The name captured my heart – fanciful and formal – how did this teenager know such secrets? I was smitten right away – swept up in the heat and hope of tall grass and honeysuckle. We talked and walked. He pointed out all the plants he knew and what they could do. We spoke of the past, of the present, of the dreams we held dear.
While the boy didn’t last, the desire to learn and understand, even identify, the natural world did.
So Queen Anne’s Lace was my first known wildflower and every August she fills the roadsides with her ethereal beauty – delicate white disks on graceful stalks that create a lacy look individually and collectively. She is a pretty backdrop to other wayside flowers – Joe Pye Weed, Blazing Star (Liatris), Burdock (wild Aster), Clover, Thistle, wild Daisies and Chamomile – to name a few.
Introduced to the United States from its native Europe, Daucus carota has naturalized itself throughout the country. It is found growing along roadsides, in pastures and meadows, and at the edge of woodlands. Queen Anne's lace grows from 1 to 4 feet high and produces white umbels of tiny flowers. The flower clusters start out curled up and open to allow pollination. The cluster then rolls itself shut again, like a ‘Bird’s Nest’ when it goes to seed at the end of the season – which is another of its common names.
One important feature of this “herb” is that it smells just like a carrot and grows the same - from a taproot, that is edible when young. This root can be eaten alone as a vegetable or in soup. However, there is a similar-looking plant, called the poison hemlock (Conium maculatum), which is deadly. Many people have died eating what they thought was the carrot-like root of Queen Anne’s lace plant. For this reason, it is vitally important to know the differences between these two plants. Fortunately, you can tell them apart by smell - both Poison Hemlock and its cousin, Fool’s Parsley (Aethusa cynapium), smell disgusting.
A fun fact about Queen Anne’s lace is that, when freshly cut, the flower will draw or change color depending on the color of the water in which it is held - like carnations - and therefore make a popular science demonstration by putting food color in the water.

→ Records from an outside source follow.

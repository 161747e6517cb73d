//! Output formatting utilities
//!
//! Status messages go to stderr so stdout can carry the generated document.

use console::style;

/// Print a success message
pub fn success(message: &str) {
    eprintln!("{} {}", style("✓").green().bold(), message);
}

/// Print an error message
pub fn error(message: &str) {
    eprintln!("{} {}", style("✗").red().bold(), message);
}

/// Print a warning message
pub fn warning(message: &str) {
    eprintln!("{} {}", style("!").yellow().bold(), message);
}

/// Print an info message
pub fn info(message: &str) {
    eprintln!("{} {}", style("→").blue(), message);
}

/// Create a styled key-value line
pub fn key_value(key: &str, value: &str) -> String {
    format!("  {}: {}", style(key).dim(), value)
}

Interestingly, Queen Anne’s lace is high in sugar (second only to the beet among root vegetables) and sometimes it was used among the Irish, Hindus and Jews to sweeten puddings and other foods. Although you would be hard-pressed to find a recipe for this herb, it is said that the Romans ate it and the early American settlers boiled the taproot in wine as a treat.
While they don't make good cut flowers and I've never tried eating the root, I think one of the aspects I realized on the back country road that still amazes me today – the value of knowing something by name. And the sense of inclusion it brings.
Perhaps that is one of the reasons Adam named all the animals when God brought them to him (Genesis 2:20) – to bring understanding and community, a sense of place and purpose. When one knows the name of something, one cares for it more.
I never could quite understand why guys love to know the name of all the cars, or the bands, or the football players, but I guess it’s similar. Naming is belonging.
Just as those first, awkward love forays will forever be etched in our minds, some of them were, no doubt, more weed than wildflower, yet they captured our heart simply because…
someone other than our family spoke our name. We mattered.
If you get a chance this evening or this week, I encourage you to take a little stroll - and let yourself be enchanted by all that grows on the roadside. Hold your hand out and hear what God says about you:
“Fear not, for I have redeemed you; I have called you by name, you are mine.”